Romans 5:1-5 says [The Message paraphrase, emphasis added]
By entering through faith into what God has always wanted to do for us—set us right with him, make us fit for him—we have it all together with God because of our Master Jesus. And that’s not all: We throw open our doors to God and discover at the same moment that he has already thrown open his door to us. We find ourselves standing where we always hoped we might stand—out in the wide open spaces of God’s grace and glory, standing tall and shouting our praise.
There’s more to come: We continue to shout our praise even when we’re hemmed in with troubles, because we know how troubles can develop passionate patience in us, and how that patience in turn forges the tempered steel of virtue, keeping us alert for whatever God will do next. In alert expectancy such as this, we’re never left feeling shortchanged. Quite the contrary—we can’t round up enough containers to hold everything God generously pours into our lives through the Holy Spirit!
 I wouldn't exactly call my experience wrestling with this theme being "hemmed in with troubles." However, I do know that this is developing passionate patience in me. It's keeping me alert to see what God will do next (regarding this theme and so many other things). And in this confusion, I am learning more and more that God is not shortchanging me. He is pouring so much into my life, and this life I live (even in moments of confusion) is full of greater blessings than I would have dreamed of when those prayer journals were empty.

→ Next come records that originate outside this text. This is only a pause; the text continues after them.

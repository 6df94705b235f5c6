//! Session Store
//!
//! Process-wide authentication state. Lifecycle:
//!
//! ```text
//! Uninitialized -> Checking -> Authenticated
//!                           -> Anonymous
//! ```
//!
//! `login`, `sign_up`, `logout` and the OAuth operations move between
//! `Authenticated` and `Anonymous`. `loading` stays set until every
//! in-flight operation has finished.

use serde::Serialize;
use std::sync::Arc;
use tokio::sync::RwLock;
use uuid::Uuid;

use super::error::{AuthError, UNKNOWN_ERROR};
use crate::identity::{Identity, IdentityBackend};

/// Where the session store sends browsers during OAuth and recovery
#[derive(Debug, Clone)]
pub struct SessionConfig {
    /// OAuth provider name (e.g., "google")
    pub oauth_provider: String,
    /// Public origin of the web front-end (e.g., "http://localhost:8085")
    pub public_origin: String,
    /// Page linked from password recovery emails
    pub recovery_url: String,
}

impl Default for SessionConfig {
    fn default() -> Self {
        Self {
            oauth_provider: "google".to_string(),
            public_origin: "http://localhost:8085".to_string(),
            recovery_url: "http://localhost:8085/login".to_string(),
        }
    }
}

impl SessionConfig {
    /// OAuth success target: the callback that finishes the session and
    /// then lands on `/dashboard`
    pub fn oauth_success_url(&self) -> String {
        format!("{}/oauth/callback", self.public_origin.trim_end_matches('/'))
    }

    /// OAuth failure target
    pub fn oauth_failure_url(&self) -> String {
        format!("{}/login", self.public_origin.trim_end_matches('/'))
    }
}

/// Lifecycle phase of the session
#[derive(Debug, Clone, Copy, PartialEq, Eq, Default, Serialize)]
#[serde(rename_all = "snake_case")]
pub enum SessionPhase {
    #[default]
    Uninitialized,
    Checking,
    Authenticated,
    Anonymous,
}

#[derive(Debug, Default)]
struct SessionState {
    phase: SessionPhase,
    identity: Option<Identity>,
    error: Option<AuthError>,
    in_flight: usize,
}

/// Point-in-time view of the session
#[derive(Debug, Clone, PartialEq, Serialize)]
pub struct SessionSnapshot {
    pub phase: SessionPhase,
    pub identity: Option<Identity>,
    pub loading: bool,
    pub error: Option<AuthError>,
}

impl SessionSnapshot {
    pub fn is_authenticated(&self) -> bool {
        self.identity.is_some()
    }
}

/// Authentication state shared by every view
pub struct SessionStore {
    backend: Arc<dyn IdentityBackend>,
    config: SessionConfig,
    state: RwLock<SessionState>,
}

impl SessionStore {
    pub fn new(backend: Arc<dyn IdentityBackend>, config: SessionConfig) -> Self {
        Self {
            backend,
            config,
            state: RwLock::new(SessionState::default()),
        }
    }

    /// Current state
    pub async fn snapshot(&self) -> SessionSnapshot {
        let state = self.state.read().await;
        SessionSnapshot {
            phase: state.phase,
            identity: state.identity.clone(),
            loading: state.in_flight > 0
                || matches!(state.phase, SessionPhase::Uninitialized | SessionPhase::Checking),
            error: state.error.clone(),
        }
    }

    /// Cached identity, if signed in
    pub async fn identity(&self) -> Option<Identity> {
        self.state.read().await.identity.clone()
    }

    /// Look up an existing session; run once at startup.
    ///
    /// A 401 means "nobody is signed in" and is not recorded as an error;
    /// any other failure is.
    pub async fn check_session(&self) -> SessionSnapshot {
        {
            let mut state = self.state.write().await;
            state.phase = SessionPhase::Checking;
            state.error = None;
        }

        let result = self.backend.get_account().await;

        {
            let mut state = self.state.write().await;
            match result {
                Ok(identity) => {
                    tracing::info!(user_id = %identity.id, "Existing session found");
                    state.identity = Some(identity);
                    state.phase = SessionPhase::Authenticated;
                }
                Err(e) if e.is_unauthorized() => {
                    tracing::info!("No existing session");
                    state.identity = None;
                    state.phase = SessionPhase::Anonymous;
                }
                Err(e) => {
                    tracing::warn!(error = %e, "Failed to check authentication status");
                    state.identity = None;
                    state.phase = SessionPhase::Anonymous;
                    state.error = Some(AuthError::new(
                        "Failed to check authentication status",
                        e.code().unwrap_or_else(|| UNKNOWN_ERROR.to_string()),
                    ));
                }
            }
        }

        self.snapshot().await
    }

    /// Sign in with email and password.
    ///
    /// Empty credentials are rejected before any backend call.
    pub async fn login(&self, email: &str, password: &str) -> Result<Identity, AuthError> {
        self.begin().await;
        let result = self.authenticate(email, password).await;
        self.finish_with_identity(&result).await;
        result
    }

    /// Create an account with a client-generated id, then sign in
    pub async fn sign_up(
        &self,
        email: &str,
        password: &str,
        name: Option<&str>,
    ) -> Result<Identity, AuthError> {
        self.begin().await;
        let result = self.register(email, password, name).await;
        self.finish_with_identity(&result).await;
        result
    }

    /// End the current session
    pub async fn logout(&self) -> Result<(), AuthError> {
        self.begin().await;
        let result = self
            .backend
            .delete_current_session()
            .await
            .map_err(|e| AuthError::from_backend(&e, "Logout failed"));

        self.finish(|state| match &result {
            Ok(()) => {
                tracing::info!("Signed out");
                state.identity = None;
                state.phase = SessionPhase::Anonymous;
            }
            Err(e) => state.error = Some(e.clone()),
        })
        .await;

        result
    }

    /// URL of the external OAuth authorization flow; the caller navigates
    /// the browser there
    pub async fn login_with_oauth(&self) -> Result<String, AuthError> {
        self.begin().await;
        let result = self
            .backend
            .oauth_authorization_url(
                &self.config.oauth_provider,
                &self.config.oauth_success_url(),
                &self.config.oauth_failure_url(),
            )
            .map_err(|e| AuthError::from_backend(&e, "OAuth login failed"));

        self.finish(|state| {
            if let Err(e) = &result {
                state.error = Some(e.clone());
            }
        })
        .await;

        result
    }

    /// Finish an OAuth flow with the token delivered to the success URL
    pub async fn complete_oauth(&self, user_id: &str, secret: &str) -> Result<Identity, AuthError> {
        self.begin().await;
        let result = self.exchange_token(user_id, secret).await;
        self.finish_with_identity(&result).await;
        result
    }

    /// Ask the backend to send a password recovery email
    pub async fn reset_password(&self, email: &str) -> Result<(), AuthError> {
        self.begin().await;
        let result = if email.trim().is_empty() {
            Err(AuthError::new("Email is required", "INVALID_EMAIL"))
        } else {
            self.backend
                .create_recovery(email.trim(), &self.config.recovery_url)
                .await
                .map_err(|e| AuthError::from_backend(&e, "Password reset failed"))
        };

        self.finish(|state| {
            if let Err(e) = &result {
                state.error = Some(e.clone());
            }
        })
        .await;

        result
    }

    async fn authenticate(&self, email: &str, password: &str) -> Result<Identity, AuthError> {
        if email.trim().is_empty() || password.is_empty() {
            return Err(AuthError::credentials_required());
        }

        self.backend
            .create_email_password_session(email.trim(), password)
            .await
            .map_err(|e| AuthError::from_backend(&e, "Login failed"))?;

        self.backend
            .get_account()
            .await
            .map_err(|e| AuthError::from_backend(&e, "Login failed"))
    }

    async fn register(
        &self,
        email: &str,
        password: &str,
        name: Option<&str>,
    ) -> Result<Identity, AuthError> {
        if email.trim().is_empty() || password.is_empty() {
            return Err(AuthError::credentials_required());
        }

        let user_id = Uuid::new_v4().to_string();
        self.backend
            .create_account(&user_id, email.trim(), password, name)
            .await
            .map_err(|e| AuthError::from_backend(&e, "Signup failed"))?;

        tracing::info!(user_id = %user_id, "Account created");
        self.authenticate(email, password).await
    }

    async fn exchange_token(&self, user_id: &str, secret: &str) -> Result<Identity, AuthError> {
        if user_id.is_empty() || secret.is_empty() {
            return Err(AuthError::new(
                "OAuth callback is missing its token",
                "INVALID_TOKEN",
            ));
        }

        self.backend
            .create_session_from_token(user_id, secret)
            .await
            .map_err(|e| AuthError::from_backend(&e, "OAuth login failed"))?;

        self.backend
            .get_account()
            .await
            .map_err(|e| AuthError::from_backend(&e, "OAuth login failed"))
    }

    async fn begin(&self) {
        let mut state = self.state.write().await;
        state.in_flight += 1;
        state.error = None;
    }

    async fn finish(&self, apply: impl FnOnce(&mut SessionState)) {
        let mut state = self.state.write().await;
        apply(&mut state);
        state.in_flight = state.in_flight.saturating_sub(1);
    }

    async fn finish_with_identity(&self, result: &Result<Identity, AuthError>) {
        self.finish(|state| match result {
            Ok(identity) => {
                tracing::info!(user_id = %identity.id, "Signed in");
                state.identity = Some(identity.clone());
                state.phase = SessionPhase::Authenticated;
            }
            Err(e) => {
                tracing::debug!(code = %e.code, "Authentication failed");
                state.error = Some(e.clone());
            }
        })
        .await;
    }
}
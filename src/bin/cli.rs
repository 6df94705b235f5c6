//! Visit Logger CLI
//!
//! Command-line interface for Visit Logger operations:
//! - Sign up / sign in
//! - List and create tracking scripts, print or copy snippets
//! - Page through analytics, print graphs, export CSV
//! - Send a test visit

use anyhow::{bail, Context};
use clap::{Parser, Subcommand};
use std::path::PathBuf;
use std::sync::Arc;

use visitlog::analytics::{AnalyticsView, ChartSeries, DayWindow, RecordView};
use visitlog::dashboard::{snippet, RegistryConfig, ScriptRegistry};
use visitlog::{
    AnalyticsBackend, Config, Identity, IdentityClient, SessionStore, TrackEvent, TrackerClient,
};

#[derive(Parser)]
#[command(name = "visitlog")]
#[command(version = env!("CARGO_PKG_VERSION"))]
#[command(about = "Website visit tracking from the terminal")]
#[command(long_about = "Visit Logger tracks visits to your websites.\nCreate a tracking script, embed its snippet, and browse the visits it records.")]
pub struct Cli {
    #[command(subcommand)]
    pub command: Commands,

    /// Account email
    #[arg(long, env = "VISITLOG_EMAIL", global = true)]
    pub email: Option<String>,

    /// Account password
    #[arg(long, env = "VISITLOG_PASSWORD", global = true, hide_env_values = true)]
    pub password: Option<String>,

    /// Config file (default: standard locations)
    #[arg(long, global = true)]
    pub config: Option<PathBuf>,

    /// Output format (table, json, csv)
    #[arg(short, long, default_value = "table", global = true)]
    pub format: String,
}

#[derive(Subcommand)]
pub enum Commands {
    /// Create an account
    Signup {
        /// Display name
        #[arg(short, long)]
        name: Option<String>,
    },

    /// Check credentials and show the account
    Login,

    /// List your tracking scripts
    Scripts,

    /// Create a tracking script
    CreateScript {
        /// Script name (e.g., the website it tracks)
        name: String,
    },

    /// Print a script's embeddable snippet
    Snippet {
        /// Script id
        script_id: String,
        /// Copy to the system clipboard (requires the `clipboard` feature)
        #[arg(long)]
        copy: bool,
    },

    /// Show visits recorded for a script
    Analytics {
        /// Script id
        script_id: String,
        /// Page number
        #[arg(short, long, default_value = "1")]
        page: u32,
        /// Output file for csv (default: stdout)
        #[arg(short, long)]
        output: Option<PathBuf>,
    },

    /// Show visits per day for a script
    Graph {
        /// Script id
        script_id: String,
        /// Window in days (3, 5, 10, 30, 365)
        #[arg(short, long, default_value = "5")]
        days: u32,
    },

    /// Send a test visit for a script
    Track {
        /// Script id
        script_id: String,
        /// Reported host / address
        #[arg(long, default_value = "localhost")]
        ip: String,
    },

    /// Send a password recovery email
    ResetPassword {
        /// Account email
        email: String,
    },

    /// Print the quick start guide with the sample snippet
    Docs,

    /// Generate default config file
    Config {
        /// Output path (default: stdout)
        #[arg(short, long)]
        output: Option<PathBuf>,
    },
}

/// Backend clients built from configuration
struct Backends {
    config: Config,
    session: SessionStore,
    identity: Arc<IdentityClient>,
    tracker: Arc<TrackerClient>,
    email: Option<String>,
    password: Option<String>,
}

impl Backends {
    fn new(config: Config, cli: &Cli) -> anyhow::Result<Self> {
        config.validate()?;

        let identity = Arc::new(IdentityClient::new(config.identity_client())?);
        let tracker = Arc::new(TrackerClient::new(config.tracker_client())?);
        let session = SessionStore::new(identity.clone(), config.session());

        Ok(Self {
            config,
            session,
            identity,
            tracker,
            email: cli.email.clone(),
            password: cli.password.clone(),
        })
    }

    fn credentials(&self) -> anyhow::Result<(&str, &str)> {
        match (self.email.as_deref(), self.password.as_deref()) {
            (Some(email), Some(password)) => Ok((email, password)),
            _ => bail!("--email and --password (or VISITLOG_EMAIL / VISITLOG_PASSWORD) are required"),
        }
    }

    async fn sign_in(&self) -> anyhow::Result<Identity> {
        let (email, password) = self.credentials()?;
        Ok(self.session.login(email, password).await?)
    }

    fn registry(&self) -> ScriptRegistry {
        ScriptRegistry::new(
            self.identity.clone(),
            self.tracker.clone(),
            RegistryConfig {
                database_id: self.config.identity.database_id.clone(),
                collection_id: self.config.identity.scripts_collection_id.clone(),
                track_url: self.config.tracker_client().track_url(),
            },
        )
    }
}

#[tokio::main]
async fn main() -> anyhow::Result<()> {
    let cli = Cli::parse();

    // Commands that need no backend
    match &cli.command {
        Commands::Config { output } => {
            let content = visitlog::config::generate_default_config();
            match output {
                Some(path) => {
                    std::fs::write(path, content)
                        .with_context(|| format!("Failed to write {:?}", path))?;
                    println!("Config written to {:?}", path);
                }
                None => print!("{}", content),
            }
            return Ok(());
        }
        Commands::Docs => {
            let tracker = Config::load_default().tracker_client();
            println!("Quick Start Guide\n");
            println!("1. Add the tracking script");
            println!("Paste this into your website's HTML, just before the closing </body> tag:\n");
            println!("{}\n", snippet::sample(&tracker.track_url()));
            println!("2. View your analytics");
            println!("Once installed, visits are tracked automatically. Run `visitlog scripts` and `visitlog analytics <script-id>`.");
            return Ok(());
        }
        _ => {}
    }

    let config = match &cli.config {
        Some(path) => Config::load_with_env(path)?,
        None => Config::load_default(),
    };
    visitlog::logging::init(&config.logging);

    let ctx = Backends::new(config, &cli)?;

    match cli.command {
        Commands::Signup { name } => {
            let (email, password) = ctx.credentials()?;
            let identity = ctx.session.sign_up(email, password, name.as_deref()).await?;
            println!("Account created: {} ({})", identity.display_name(), identity.id);
        }

        Commands::Login => {
            let identity = ctx.sign_in().await?;
            if cli.format == "json" {
                println!("{}", serde_json::to_string_pretty(&identity)?);
            } else {
                println!("Signed in as {} ({})", identity.display_name(), identity.id);
            }
        }

        Commands::Scripts => {
            let identity = ctx.sign_in().await?;
            let registry = ctx.registry();
            registry.refresh(&identity.id).await?;
            let snapshot = registry.snapshot().await;

            if cli.format == "json" {
                println!("{}", serde_json::to_string_pretty(&snapshot.scripts)?);
            } else if snapshot.scripts.is_empty() {
                println!("No scripts yet. Create one with `visitlog create-script <name>`.");
            } else {
                println!("{:<38} | Name", "Script ID");
                println!("{}", "-".repeat(60));
                for script in &snapshot.scripts {
                    println!("{:<38} | {}", script.script_id, script.name);
                }
            }
        }

        Commands::CreateScript { name } => {
            let identity = ctx.sign_in().await?;
            let created = ctx.registry().create(&identity.id, &name).await?;
            println!("Script created: {}", created.script_id);
        }

        Commands::Snippet { script_id, copy } => {
            let identity = ctx.sign_in().await?;
            let registry = ctx.registry();
            registry.refresh(&identity.id).await?;

            let script = registry
                .get(&script_id)
                .await
                .with_context(|| format!("Script not found: {}", script_id))?;

            if copy {
                copy_snippet(&registry, &script_id).await?;
                println!("Copied!");
            } else {
                println!("{}", registry.embed_code(&script));
            }
        }

        Commands::Analytics {
            script_id,
            page,
            output,
        } => {
            ctx.sign_in().await?;
            let view = AnalyticsView::new(
                ctx.tracker.clone(),
                &script_id,
                ctx.config.analytics.page_size,
            );
            let table = view.table.load_page(page).await;

            match cli.format.as_str() {
                "json" => println!("{}", serde_json::to_string_pretty(&table)?),
                "csv" => write_csv(&table.records, output.as_deref())?,
                _ => {
                    if let Some(message) = table.empty_message {
                        println!("{}", message);
                    } else {
                        print_records(&table.records);
                    }
                    println!("\nPage {} of {}", table.page, table.total_pages);
                }
            }
        }

        Commands::Graph { script_id, days } => {
            let window = match DayWindow::from_days(days) {
                Some(window) => window,
                None => bail!("Unsupported window {}; use 3, 5, 10, 30 or 365", days),
            };

            ctx.sign_in().await?;
            let view = AnalyticsView::new(ctx.tracker.clone(), &script_id, 1);
            view.graph.load(window).await;
            let points = view.graph.points().await;

            if cli.format == "json" {
                println!("{}", serde_json::to_string_pretty(&points)?);
            } else {
                println!("{}\n", window.label());
                match ChartSeries::from_points(&points, 0, 0) {
                    Some(series) => {
                        for line in series.ascii_bars(40) {
                            println!("{}", line);
                        }
                    }
                    None => println!("No data"),
                }
            }
        }

        Commands::Track { script_id, ip } => {
            let identity = ctx.sign_in().await?;
            let event = TrackEvent::now(
                &script_id,
                &identity.id,
                ip,
                format!("visitlog-cli/{}", env!("CARGO_PKG_VERSION")),
            );
            ctx.tracker.track(&event).await?;
            println!("Visit recorded for {}", script_id);
        }

        Commands::ResetPassword { email } => {
            if let Some(message) = visitlog::forms::validate_email(&email) {
                bail!(message);
            }
            ctx.session.reset_password(&email).await?;
            println!("Recovery email sent to {}", email);
        }

        Commands::Config { .. } | Commands::Docs => {}
    }

    Ok(())
}

#[cfg(feature = "clipboard")]
async fn copy_snippet(registry: &ScriptRegistry, script_id: &str) -> anyhow::Result<()> {
    registry
        .copy_snippet(script_id, &visitlog::dashboard::SystemClipboard)
        .await?;
    Ok(())
}

#[cfg(not(feature = "clipboard"))]
async fn copy_snippet(_registry: &ScriptRegistry, _script_id: &str) -> anyhow::Result<()> {
    bail!("Clipboard support not built; rebuild with `--features clipboard` or omit --copy")
}

fn print_records(records: &[RecordView]) {
    println!(
        "{:<16} | {:<22} | {:<14} | {:<10} | User Agent",
        "IP Address", "Timestamp", "City", "Page Views"
    );
    println!("{}", "-".repeat(100));

    for record in records {
        let views = record.page_views.as_deref().unwrap_or("N/A");
        println!(
            "{:<16} | {:<22} | {:<14} | {:<10} | {}",
            record.ip_address, record.local_time, record.city, views, record.user_agent
        );
    }
}

fn write_csv(records: &[RecordView], output: Option<&std::path::Path>) -> anyhow::Result<()> {
    let sink: Box<dyn std::io::Write> = match output {
        Some(path) => Box::new(
            std::fs::File::create(path).with_context(|| format!("Failed to create {:?}", path))?,
        ),
        None => Box::new(std::io::stdout()),
    };

    let mut writer = csv::Writer::from_writer(sink);
    for record in records {
        writer.serialize(record)?;
    }
    writer.flush()?;

    if let Some(path) = output {
        eprintln!("Wrote {} rows to {:?}", records.len(), path);
    }
    Ok(())
}
//! Dashboard routes (guarded)
//!
//! - GET /dashboard - Script list
//! - POST /dashboard/scripts - Create a script
//! - POST /dashboard/scripts/:id/toggle - Expand or collapse a script
//! - POST /dashboard/scripts/:id/copy - Copy a script's snippet

use axum::{
    extract::{Path, State},
    response::{Html, Redirect},
    Extension, Form,
};
use serde_json::json;
use std::sync::Arc;

use super::render_page;
use crate::dashboard::{RegistryError, COPY_CONFIRMATION};
use crate::identity::Identity;
use crate::web::dto::CreateScriptForm;
use crate::web::error::WebResult;
use crate::web::state::AppState;

/// GET /dashboard
pub async fn dashboard(
    State(state): State<Arc<AppState>>,
    Extension(identity): Extension<Identity>,
) -> WebResult<Html<String>> {
    if let Err(e) = state.registry.refresh(&identity.id).await {
        tracing::warn!(user_id = %identity.id, error = %e, "Showing cached scripts");
        state.flash.error("Failed to fetch scripts").await;
    }

    let registry = state.registry.snapshot().await;
    render_page(
        &state,
        "dashboard",
        "Dashboard",
        Some(&identity),
        &json!({
            "display_name": identity.display_name(),
            "registry": registry,
            "copy_confirmation_ms": COPY_CONFIRMATION.as_millis() as u64,
        }),
    )
    .await
}

/// POST /dashboard/scripts
pub async fn create_script(
    State(state): State<Arc<AppState>>,
    Extension(identity): Extension<Identity>,
    Form(form): Form<CreateScriptForm>,
) -> Redirect {
    match state.registry.create(&identity.id, &form.name).await {
        Ok(_) => state.flash.success("Script created successfully").await,
        Err(RegistryError::EmptyName) => state.flash.error("Script name is required").await,
        Err(e) => {
            tracing::warn!(user_id = %identity.id, error = %e, "Script creation failed");
            state.flash.error("Failed to create script").await;
        }
    }
    Redirect::to("/dashboard")
}

/// POST /dashboard/scripts/:id/toggle
pub async fn toggle_script(
    State(state): State<Arc<AppState>>,
    Path(script_id): Path<String>,
) -> Redirect {
    state.registry.toggle(&script_id).await;
    Redirect::to("/dashboard")
}

/// POST /dashboard/scripts/:id/copy
///
/// Used when the browser could not copy on click: the next page shows the
/// snippet selected for a manual copy.
pub async fn copy_script(
    State(state): State<Arc<AppState>>,
    Path(script_id): Path<String>,
) -> Redirect {
    match state
        .registry
        .copy_snippet(&script_id, &state.clipboard)
        .await
    {
        Ok(_) => {
            state
                .flash
                .info("Clipboard access is unavailable. Copy the selected snippet below.")
                .await
        }
        Err(e) => {
            tracing::warn!(script_id = %script_id, error = %e, "Copy failed");
            state.flash.error("Failed to copy snippet").await;
        }
    }
    Redirect::to("/dashboard")
}
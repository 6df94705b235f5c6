//! Session
//!
//! Process-wide authentication state and the guard protected views use.
//!
//! ## Architecture
//!
//! - **SessionStore**: owns the current identity, the loading flag and the
//!   last error; every auth operation goes through it
//! - **guard**: maps a snapshot to allow / wait / redirect
//! - **AuthError**: normalized `{message, code}` failure

mod access;
mod error;
mod store;

pub use access::{guard, redirect_authenticated, GuardDecision};
pub use error::{AuthError, INVALID_CREDENTIALS, UNKNOWN_ERROR};
pub use store::{SessionConfig, SessionPhase, SessionSnapshot, SessionStore};
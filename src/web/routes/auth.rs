//! Authentication routes
//!
//! - GET /login, POST /login - Sign in or sign up
//! - GET /login/oauth - Start the OAuth flow
//! - GET /oauth/callback - Finish the OAuth flow
//! - POST /logout - Sign out
//! - GET /forgot-password, POST /forgot-password - Password recovery

use axum::{
    extract::{Query, State},
    response::{IntoResponse, Redirect, Response},
    Form,
};
use serde_json::json;
use std::sync::Arc;

use super::render_page;
use crate::forms::{validate_email, CredentialsForm, FormErrors, FormMode, RecoveryForm};
use crate::session::redirect_authenticated;
use crate::web::dto::{LoginQuery, OAuthCallbackQuery};
use crate::web::error::WebResult;
use crate::web::state::AppState;

async fn render_login(
    state: &Arc<AppState>,
    mode: FormMode,
    form: &CredentialsForm,
    errors: &FormErrors,
) -> WebResult<Response> {
    let snapshot = state.session.snapshot().await;
    let title = if mode.is_signup() { "Sign up" } else { "Sign in" };

    let page = render_page(
        state,
        "login",
        title,
        None,
        &json!({
            "signup": mode.is_signup(),
            "loading": snapshot.loading,
            // Passwords are never echoed back
            "form": { "email": form.email, "name": form.name },
            "errors": errors,
        }),
    )
    .await?;
    Ok(page.into_response())
}

/// GET /login
pub async fn login_page(
    State(state): State<Arc<AppState>>,
    Query(query): Query<LoginQuery>,
) -> WebResult<Response> {
    if redirect_authenticated(&state.session.snapshot().await) {
        return Ok(Redirect::to("/dashboard").into_response());
    }

    let mode = if query.is_signup() {
        FormMode::Signup
    } else {
        FormMode::Login
    };
    render_login(&state, mode, &CredentialsForm::default(), &FormErrors::default()).await
}

/// POST /login
pub async fn submit_login(
    State(state): State<Arc<AppState>>,
    Form(form): Form<CredentialsForm>,
) -> WebResult<Response> {
    if let Err(errors) = form.validate() {
        return render_login(&state, form.mode, &form, &errors).await;
    }

    let result = match form.mode {
        FormMode::Login => state.session.login(&form.email, &form.password).await,
        FormMode::Signup => {
            state
                .session
                .sign_up(&form.email, &form.password, form.display_name())
                .await
        }
    };

    match result {
        Ok(identity) => {
            let greeting = match form.mode {
                FormMode::Login => format!("Welcome back, {}", identity.display_name()),
                FormMode::Signup => "Account created successfully".to_string(),
            };
            state.flash.success(greeting).await;
            Ok(Redirect::to("/dashboard").into_response())
        }
        Err(e) => render_login(&state, form.mode, &form, &FormErrors::submit(e.message)).await,
    }
}

/// GET /login/oauth
pub async fn start_oauth(State(state): State<Arc<AppState>>) -> Redirect {
    match state.session.login_with_oauth().await {
        Ok(url) => Redirect::to(&url),
        Err(e) => {
            state.flash.error(e.message).await;
            Redirect::to("/login")
        }
    }
}

/// GET /oauth/callback
pub async fn oauth_callback(
    State(state): State<Arc<AppState>>,
    Query(query): Query<OAuthCallbackQuery>,
) -> Redirect {
    match state
        .session
        .complete_oauth(&query.user_id, &query.secret)
        .await
    {
        Ok(identity) => {
            state
                .flash
                .success(format!("Welcome, {}", identity.display_name()))
                .await;
            Redirect::to("/dashboard")
        }
        Err(e) => {
            tracing::warn!(code = %e.code, "OAuth callback failed");
            state.flash.error(e.message).await;
            Redirect::to("/login")
        }
    }
}

/// POST /logout
pub async fn logout(State(state): State<Arc<AppState>>) -> Redirect {
    match state.session.logout().await {
        Ok(()) => {
            state.clear_analytics().await;
            state.flash.success("Signed out").await;
            Redirect::to("/")
        }
        Err(e) => {
            state.flash.error(e.message).await;
            Redirect::to("/dashboard")
        }
    }
}

/// GET /forgot-password
pub async fn forgot_password_page(State(state): State<Arc<AppState>>) -> WebResult<Response> {
    let page = render_page(&state, "forgot_password", "Reset password", None, &json!({})).await?;
    Ok(page.into_response())
}

/// POST /forgot-password
pub async fn submit_forgot_password(
    State(state): State<Arc<AppState>>,
    Form(form): Form<RecoveryForm>,
) -> WebResult<Response> {
    let error = match validate_email(&form.email) {
        Some(message) => Some(message),
        None => state
            .session
            .reset_password(&form.email)
            .await
            .err()
            .map(|e| e.message),
    };

    if let Some(error) = error {
        let page = render_page(
            &state,
            "forgot_password",
            "Reset password",
            None,
            &json!({ "email": form.email, "error": error }),
        )
        .await?;
        return Ok(page.into_response());
    }

    state
        .flash
        .success("Recovery email sent. Check your inbox.")
        .await;
    Ok(Redirect::to("/login").into_response())
}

And so today, I wrote a peaceful prayer, acknowledging that this is good. That I don't need to take control and seek out my own answers. I am content looking to God for answers and waiting for the time that he deems to be the time for answers. 

And during my next middle-of-the-night-my-life-is-falling-apart-and-I'm-beyond-confused prayer, I'll be able to look back to today's peaceful prayer and acknowledge the truth of God's goodness, faithfulness, and provision.

Have you ever used a journal to write out your prayers? What are your thoughts on it? (Really, I do want to hear your thoughts!)